Another example of the resolution of the paradoxes of time travel is found in the Back to the Future movies. The hero, Marty, travels back and forth in time in these movies to have a variety of effects on events in his present life. In the first movie, he goes back to 1955 where he meets his own father, a timid nerd who is bullied by the local obnoxious, high school football hero, Biff. Marty encourages his father (George) to grow some backbone and stand up for himself and the girl who will become Marty’s mother and, when George finally does so by punching Biff in the nose at a high school dance, he changes the course of everyone’s life in the present. Similarly, in Back to the Future II, Marty travels forward in time to take care of a problem with his son. He disobeys the directive of Doc, his friend and the scientist who built the time machine, not to bring anything back from the future, and picks up an almanac of sports events which he brings back to the present. It is stolen by the unscrupulous Biff, who steals the time machine and goes back to 1955 where he gives the almanac to his younger self, who uses it to make a fortune betting on sporting events. The present is now changed again as a result of this, and the rest of the movie is devoted to Marty and Doc trying to bring things back to the way they were at the end of Back to the Future I.

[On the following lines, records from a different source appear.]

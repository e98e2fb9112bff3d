//! Durable store abstraction and the in-memory mock.
//!
//! The durable store is the source of truth for entity records. Every
//! mutation that depends on the current version goes through
//! [`DurableStore::conditional_update`], a single compare-and-set on the
//! version column; callers never read-modify-write.

use std::collections::HashMap;
use std::marker::PhantomData;
use std::sync::{Arc, RwLock};

use async_trait::async_trait;
use keystone_core::{FieldPatch, Payload, Record, RecordId, StoreError, Timestamp};

/// Result type for durable store operations.
pub type StoreResult<T> = Result<T, StoreError>;

/// Persistent storage for records of one payload type.
///
/// # Implementation Requirements
///
/// - `conditional_update` must apply the patch and increment `version` by
///   exactly one in a single atomic step, and only when the stored version
///   equals `expected_version`. It returns the number of rows changed
///   (0 or 1).
/// - `insert` must reject an id that already exists with
///   [`StoreError::Duplicate`].
#[async_trait]
pub trait DurableStore<P: Payload>: Send + Sync {
    /// Insert a new record.
    async fn insert(&self, record: &Record<P>) -> StoreResult<()>;

    /// Load a record by id.
    async fn find_by_id(&self, id: &RecordId) -> StoreResult<Option<Record<P>>>;

    /// Compare-and-set update keyed on `(id, expected_version)`.
    async fn conditional_update(
        &self,
        id: &RecordId,
        expected_version: i64,
        patch: &FieldPatch,
        modifier: &str,
        at: Timestamp,
    ) -> StoreResult<u64>;

    /// Whether a record with this id exists, regardless of version.
    async fn exists(&self, id: &RecordId) -> StoreResult<bool>;

    /// Delete a record. Returns the number of rows removed.
    async fn delete(&self, id: &RecordId) -> StoreResult<u64>;
}

#[async_trait]
impl<P: Payload, T: DurableStore<P> + ?Sized> DurableStore<P> for Arc<T> {
    async fn insert(&self, record: &Record<P>) -> StoreResult<()> {
        (**self).insert(record).await
    }

    async fn find_by_id(&self, id: &RecordId) -> StoreResult<Option<Record<P>>> {
        (**self).find_by_id(id).await
    }

    async fn conditional_update(
        &self,
        id: &RecordId,
        expected_version: i64,
        patch: &FieldPatch,
        modifier: &str,
        at: Timestamp,
    ) -> StoreResult<u64> {
        (**self)
            .conditional_update(id, expected_version, patch, modifier, at)
            .await
    }

    async fn exists(&self, id: &RecordId) -> StoreResult<bool> {
        (**self).exists(id).await
    }

    async fn delete(&self, id: &RecordId) -> StoreResult<u64> {
        (**self).delete(id).await
    }
}

// ============================================================================
// MOCK DURABLE STORE
// ============================================================================

/// In-memory durable store for testing.
///
/// The conditional update runs under the write lock, which gives it the same
/// compare-and-set semantics as a single SQL `UPDATE ... WHERE version = ?`.
#[derive(Debug)]
pub struct MockDurableStore<P> {
    records: RwLock<HashMap<RecordId, Record<P>>>,
    _payload: PhantomData<fn() -> P>,
}

impl<P> Default for MockDurableStore<P> {
    fn default() -> Self {
        Self {
            records: RwLock::new(HashMap::new()),
            _payload: PhantomData,
        }
    }
}

impl<P: Payload> MockDurableStore<P> {
    /// Create an empty store.
    pub fn new() -> Self {
        Self::default()
    }

    /// Number of stored records.
    pub fn len(&self) -> usize {
        self.records.read().map(|r| r.len()).unwrap_or(0)
    }

    pub fn is_empty(&self) -> bool {
        self.len() == 0
    }

    /// Clear all stored records.
    pub fn clear(&self) -> StoreResult<()> {
        self.records
            .write()
            .map_err(|_| StoreError::LockPoisoned)?
            .clear();
        Ok(())
    }

    /// Overwrite a record directly, bypassing version checks.
    ///
    /// Simulates a write made by another process sharing the table.
    pub fn put_raw(&self, record: Record<P>) -> StoreResult<()> {
        self.records
            .write()
            .map_err(|_| StoreError::LockPoisoned)?
            .insert(record.id.clone(), record);
        Ok(())
    }
}

#[async_trait]
impl<P: Payload> DurableStore<P> for MockDurableStore<P> {
    async fn insert(&self, record: &Record<P>) -> StoreResult<()> {
        let mut records = self.records.write().map_err(|_| StoreError::LockPoisoned)?;
        if records.contains_key(&record.id) {
            return Err(StoreError::Duplicate {
                kind: P::kind(),
                id: record.id.clone(),
            });
        }
        records.insert(record.id.clone(), record.clone());
        Ok(())
    }

    async fn find_by_id(&self, id: &RecordId) -> StoreResult<Option<Record<P>>> {
        let records = self.records.read().map_err(|_| StoreError::LockPoisoned)?;
        Ok(records.get(id).cloned())
    }

    async fn conditional_update(
        &self,
        id: &RecordId,
        expected_version: i64,
        patch: &FieldPatch,
        modifier: &str,
        at: Timestamp,
    ) -> StoreResult<u64> {
        let mut records = self.records.write().map_err(|_| StoreError::LockPoisoned)?;
        let Some(record) = records.get_mut(id) else {
            return Ok(0);
        };
        if record.version != expected_version {
            return Ok(0);
        }
        patch
            .apply(record, modifier, at)
            .map_err(|e| StoreError::InvalidPatch {
                kind: P::kind(),
                reason: e.to_string(),
            })?;
        Ok(1)
    }

    async fn exists(&self, id: &RecordId) -> StoreResult<bool> {
        let records = self.records.read().map_err(|_| StoreError::LockPoisoned)?;
        Ok(records.contains_key(id))
    }

    async fn delete(&self, id: &RecordId) -> StoreResult<u64> {
        let mut records = self.records.write().map_err(|_| StoreError::LockPoisoned)?;
        Ok(u64::from(records.remove(id).is_some()))
    }
}

#[cfg(test)]
mod tests {
    use super::*;
    use chrono::Utc;
    use keystone_core::{DictItem, RecordStatus};

    fn make_test_dict() -> Record<DictItem> {
        Record::create(
            DictItem {
                dict_type: "gender".to_string(),
                label: "Male".to_string(),
                value: "1".to_string(),
            },
            "admin",
        )
    }

    #[tokio::test]
    async fn test_insert_and_find() {
        let store = MockDurableStore::new();
        let record = make_test_dict();

        store.insert(&record).await.unwrap();
        let found = store.find_by_id(&record.id).await.unwrap();

        assert_eq!(found, Some(record));
        assert_eq!(store.len(), 1);
    }

    #[tokio::test]
    async fn test_insert_duplicate() {
        let store = MockDurableStore::new();
        let record = make_test_dict();

        store.insert(&record).await.unwrap();
        let result = store.insert(&record).await;

        assert!(matches!(result, Err(StoreError::Duplicate { .. })));
    }

    #[tokio::test]
    async fn test_conditional_update_matches_version() {
        let store = MockDurableStore::new();
        let record = make_test_dict();
        store.insert(&record).await.unwrap();

        let patch = FieldPatch::new().set("label", "Man").status(RecordStatus::Disabled);
        let rows = store
            .conditional_update(&record.id, 1, &patch, "editor", Utc::now())
            .await
            .unwrap();
        assert_eq!(rows, 1);

        let stored = store.find_by_id(&record.id).await.unwrap().unwrap();
        assert_eq!(stored.version, 2);
        assert_eq!(stored.payload.label, "Man");
        assert_eq!(stored.status, RecordStatus::Disabled);
        assert_eq!(stored.modifier, "editor");
        assert_eq!(stored.creator, "admin");
    }

    #[tokio::test]
    async fn test_conditional_update_stale_version_changes_nothing() {
        let store = MockDurableStore::new();
        let record = make_test_dict();
        store.insert(&record).await.unwrap();

        let patch = FieldPatch::new().set("label", "Man");
        let rows = store
            .conditional_update(&record.id, 7, &patch, "editor", Utc::now())
            .await
            .unwrap();
        assert_eq!(rows, 0);
        assert_eq!(store.find_by_id(&record.id).await.unwrap(), Some(record));
    }

    #[tokio::test]
    async fn test_conditional_update_missing_id() {
        let store = MockDurableStore::<DictItem>::new();
        let rows = store
            .conditional_update(&RecordId::new("nope"), 1, &FieldPatch::new(), "x", Utc::now())
            .await
            .unwrap();
        assert_eq!(rows, 0);
    }

    #[tokio::test]
    async fn test_conditional_update_rejects_unknown_field() {
        let store = MockDurableStore::new();
        let record = make_test_dict();
        store.insert(&record).await.unwrap();

        let patch = FieldPatch::new().set("colour", "red");
        let result = store
            .conditional_update(&record.id, 1, &patch, "editor", Utc::now())
            .await;
        assert!(matches!(result, Err(StoreError::InvalidPatch { .. })));
        assert_eq!(store.find_by_id(&record.id).await.unwrap().unwrap().version, 1);
    }

    #[tokio::test]
    async fn test_delete_and_exists() {
        let store = MockDurableStore::new();
        let record = make_test_dict();
        store.insert(&record).await.unwrap();

        assert!(store.exists(&record.id).await.unwrap());
        assert_eq!(store.delete(&record.id).await.unwrap(), 1);
        assert!(!store.exists(&record.id).await.unwrap());
        assert_eq!(store.delete(&record.id).await.unwrap(), 0);
    }
}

These movies also describe a method by which the time travel is accomplished. The time machine which is used in the movie is an old Delorean which is powered by nuclear fusion. The graphic representation of the time travel sequences show the car speeding down a road and gaining speed and suddenly vanishing from view, presumably from achieving light speed travel velocity. Similarly, the Delorean appears in the new time by a flash of light (slowing from light speed?) and coming to a halt. One of the devices kept in the car is a clock which presumably will keep time in the frame of reference of the car. The car itself travels 30 years in either direction in a matter of seconds as delineated by the clock inside the car. The physical method of travel seems to combine the ideas of special relativity and Gödel’s timelike closed curves, without explicitly explaining to the audience how all this travel is being accomplished. The philosophical thought experiment’s use as a plot device is developed well while the science is not.
These paradoxes of time travel are generally resolved by scientists by their claim that a sensible universe could not allow such conditions to exist. Unfortunately for this position, the equations of general relativity do not forbid these possibilities. They make them possible.
These examples of time travel in science fiction are concerned more with the consequences of time travel rather than their method. This is probably due to the fact that, while it is possible to speculate about what would occur if humanity could travel in time, the technology to build a time machine or to perform experiments to test its possibility have yet to be performed.
Even so, science and science fiction continue to dream of the possibility and look to the future, inspiring us to do the same.
This article is an excerpt from a University of Chicago Master of Liberal Arts thesis written in 2005. The author has an abiding, one might say obsessive, interest in cosmology, physics, and time travel as well as Star Trek and particularly Deep Space Nine.